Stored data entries
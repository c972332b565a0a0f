//
// Copyright 2020 bplist Developers
//
// Licensed under the Apache License, Version 2.0, <LICENSE-APACHE or
// http://apache.org/licenses/LICENSE-2.0> or the MIT license <LICENSE-MIT or
// http://opensource.org/licenses/MIT>, at your option. This file may not be
// copied, modified, or distributed except according to those terms.
//

//! End-to-end scenarios against literal byte-exact bplist00 documents.

use keyed_bplist::archive::UnarchivedModel;
use keyed_bplist::value::Value;
use keyed_bplist::{Error, PlistReader};

struct DocumentBuilder {
    data: Vec<u8>,
}

impl DocumentBuilder {
    fn new() -> Self {
        let mut data = Vec::new();
        data.extend_from_slice(b"bplist00");
        DocumentBuilder { data }
    }

    fn object(mut self, bytes: &[u8]) -> Self {
        self.data.extend_from_slice(bytes);
        self
    }

    fn finish(mut self, object_offsets: &[u8], top_object_index: u64) -> Vec<u8> {
        let offset_table_start = self.data.len();
        self.data.extend_from_slice(object_offsets);

        self.data.extend_from_slice(&[0u8; 5]); // unused trailer preamble
        self.data.push(0); // sort_version
        self.data.push(1); // offsetIntSize
        self.data.push(1); // objRefSize
        self.data.extend_from_slice(&(object_offsets.len() as u64).to_be_bytes()); // numObjects
        self.data.extend_from_slice(&top_object_index.to_be_bytes());
        self.data.extend_from_slice(&(offset_table_start as u64).to_be_bytes());

        self.data
    }
}

#[test]
fn s1_empty_string() {
    let data = DocumentBuilder::new().object(&[0x50]).finish(&[8], 0);
    let reader = PlistReader::from_bytes(&data).unwrap();
    assert_eq!(reader.plist_root, Value::AsciiString(vec![]));
}

#[test]
fn s2_single_integer() {
    let data = DocumentBuilder::new().object(&[0x11, 0x01, 0x2C]).finish(&[8], 0);
    let reader = PlistReader::from_bytes(&data).unwrap();
    assert_eq!(reader.plist_root, Value::Int(300));
}

#[test]
fn s3_two_element_array_of_bools() {
    let data = DocumentBuilder::new()
        .object(&[0x09])
        .object(&[0x08])
        .object(&[0xA2, 0x00, 0x01])
        .finish(&[8, 9, 10], 2);
    let reader = PlistReader::from_bytes(&data).unwrap();
    assert_eq!(
        reader.plist_root,
        Value::Array(vec![Value::Bool(true), Value::Bool(false)])
    );
}

#[test]
fn s4_one_entry_dict_with_string_key() {
    let data = DocumentBuilder::new()
        .object(&[0x51, b'k'])
        .object(&[0x10, 0x07])
        .object(&[0xD1, 0x00, 0x01])
        .finish(&[8, 10, 12], 2);
    let reader = PlistReader::from_bytes(&data).unwrap();
    assert_eq!(
        reader.plist_root,
        Value::Dict(vec![(Value::AsciiString(b"k".to_vec()), Value::Int(7))])
    );
}

#[test]
fn s5_ill_formed_header() {
    let mut data = b"ZZZZZZ00".to_vec();
    data.extend_from_slice(&[0u8; 32]);
    assert_eq!(PlistReader::from_bytes(&data), Err(Error::NotValidPlistFile));
}

#[test]
fn s6_minimal_keyed_archive_recognition() {
    fn ascii(value: &str) -> Value {
        Value::AsciiString(value.as_bytes().to_vec())
    }

    let objects = Value::Array(vec![
        ascii("$null"),
        Value::Dict(vec![
            (ascii("$class"), Value::Uid(2)),
            (ascii("greeting"), ascii("hi")),
        ]),
        Value::Dict(vec![
            (ascii("$classname"), ascii("Greeter")),
            (ascii("$classes"), Value::Array(vec![ascii("Greeter"), ascii("NSObject")])),
        ]),
    ]);

    let root = Value::Dict(vec![
        (ascii("$archiver"), ascii("NSKeyedArchiver")),
        (ascii("$version"), Value::Int(100_000)),
        (ascii("$top"), Value::Dict(vec![(ascii("root"), Value::Uid(1))])),
        (ascii("$objects"), objects),
    ]);

    let model = UnarchivedModel::from_value(&root);
    assert!(model.is_valid);

    let root_instance = model.objects_by_index.get(&model.root.unwrap()).unwrap();
    assert_eq!(root_instance.class.classname, "Greeter");

    let greeting = root_instance
        .members
        .iter()
        .find(|(name, _)| name == "greeting")
        .map(|(_, value)| value.clone());
    assert_eq!(greeting, Some(keyed_bplist::archive::UnarchivedValue::String("hi".to_string())));
}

Exercise aim:
With every line intact, print the records above again.

Solution:
repository c972332b565a0a0f
//
// Copyright 2020 bplist Developers
//
// Licensed under the Apache License, Version 2.0, <LICENSE-APACHE or
// http://apache.org/licenses/LICENSE-2.0> or the MIT license <LICENSE-MIT or
// http://opensource.org/licenses/MIT>, at your option. This file may not be
// copied, modified, or distributed except according to those terms.
//

//! End-to-end scenarios against literal byte-exact bplist00 documents.

use keyed_bplist::archive::UnarchivedModel;
use keyed_bplist::value::Value;
use keyed_bplist::{Error, PlistReader};

struct DocumentBuilder {
    data: Vec<u8>,
}

impl DocumentBuilder {
    fn new() -> Self {
        let mut data = Vec::new();
        data.extend_from_slice(b"bplist00");
        DocumentBuilder { data }
    }

    fn object(mut self, bytes: &[u8]) -> Self {
        self.data.extend_from_slice(bytes);
        self
    }

    fn finish(mut self, object_offsets: &[u8], top_object_index: u64) -> Vec<u8> {
        let offset_table_start = self.data.len();
        self.data.extend_from_slice(object_offsets);

        self.data.extend_from_slice(&[0u8; 5]); // unused trailer preamble
        self.data.push(0); // sort_version
        self.data.push(1); // offsetIntSize
        self.data.push(1); // objRefSize
        self.data.extend_from_slice(&(object_offsets.len() as u64).to_be_bytes()); // numObjects
        self.data.extend_from_slice(&top_object_index.to_be_bytes());
        self.data.extend_from_slice(&(offset_table_start as u64).to_be_bytes());

        self.data
    }
}

#[test]
fn s1_empty_string() {
    let data = DocumentBuilder::new().object(&[0x50]).finish(&[8], 0);
    let reader = PlistReader::from_bytes(&data).unwrap();
    assert_eq!(reader.plist_root, Value::AsciiString(vec![]));
}

#[test]
fn s2_single_integer() {
    let data = DocumentBuilder::new().object(&[0x11, 0x01, 0x2C]).finish(&[8], 0);
    let reader = PlistReader::from_bytes(&data).unwrap();
    assert_eq!(reader.plist_root, Value::Int(300));
}

#[test]
fn s3_two_element_array_of_bools() {
    let data = DocumentBuilder::new()
        .object(&[0x09])
        .object(&[0x08])
        .object(&[0xA2, 0x00, 0x01])
        .finish(&[8, 9, 10], 2);
    let reader = PlistReader::from_bytes(&data).unwrap();
    assert_eq!(
        reader.plist_root,
        Value::Array(vec![Value::Bool(true), Value::Bool(false)])
    );
}

#[test]
fn s4_one_entry_dict_with_string_key() {
    let data = DocumentBuilder::new()
        .object(&[0x51, b'k'])
        .object(&[0x10, 0x07])
        .object(&[0xD1, 0x00, 0x01])
        .finish(&[8, 10, 12], 2);
    let reader = PlistReader::from_bytes(&data).unwrap();
    assert_eq!(
        reader.plist_root,
        Value::Dict(vec![(Value::AsciiString(b"k".to_vec()), Value::Int(7))])
    );
}

#[test]
fn s5_ill_formed_header() {
    let mut data = b"ZZZZZZ00".to_vec();
    data.extend_from_slice(&[0u8; 32]);
    assert_eq!(PlistReader::from_bytes(&data), Err(Error::NotValidPlistFile));
}

#[test]
fn s6_minimal_keyed_archive_recognition() {
    fn ascii(value: &str) -> Value {
        Value::AsciiString(value.as_bytes().to_vec())
    }

    let objects = Value::Array(vec![
        ascii("$null"),
        Value::Dict(vec![
            (ascii("$class"), Value::Uid(2)),
            (ascii("greeting"), ascii("hi")),
        ]),
        Value::Dict(vec![
            (ascii("$classname"), ascii("Greeter")),
            (ascii("$classes"), Value::Array(vec![ascii("Greeter"), ascii("NSObject")])),
        ]),
    ]);

    let root = Value::Dict(vec![
        (ascii("$archiver"), ascii("NSKeyedArchiver")),
        (ascii("$version"), Value::Int(100_000)),
        (ascii("$top"), Value::Dict(vec![(ascii("root"), Value::Uid(1))])),
        (ascii("$objects"), objects),
    ]);

    let model = UnarchivedModel::from_value(&root);
    assert!(model.is_valid);

    let root_instance = model.objects_by_index.get(&model.root.unwrap()).unwrap();
    assert_eq!(root_instance.class.classname, "Greeter");

    let greeting = root_instance
        .members
        .iter()
        .find(|(name, _)| name == "greeting")
        .map(|(_, value)| value.clone());
    assert_eq!(greeting, Some(keyed_bplist::archive::UnarchivedValue::String("hi".to_string())));
}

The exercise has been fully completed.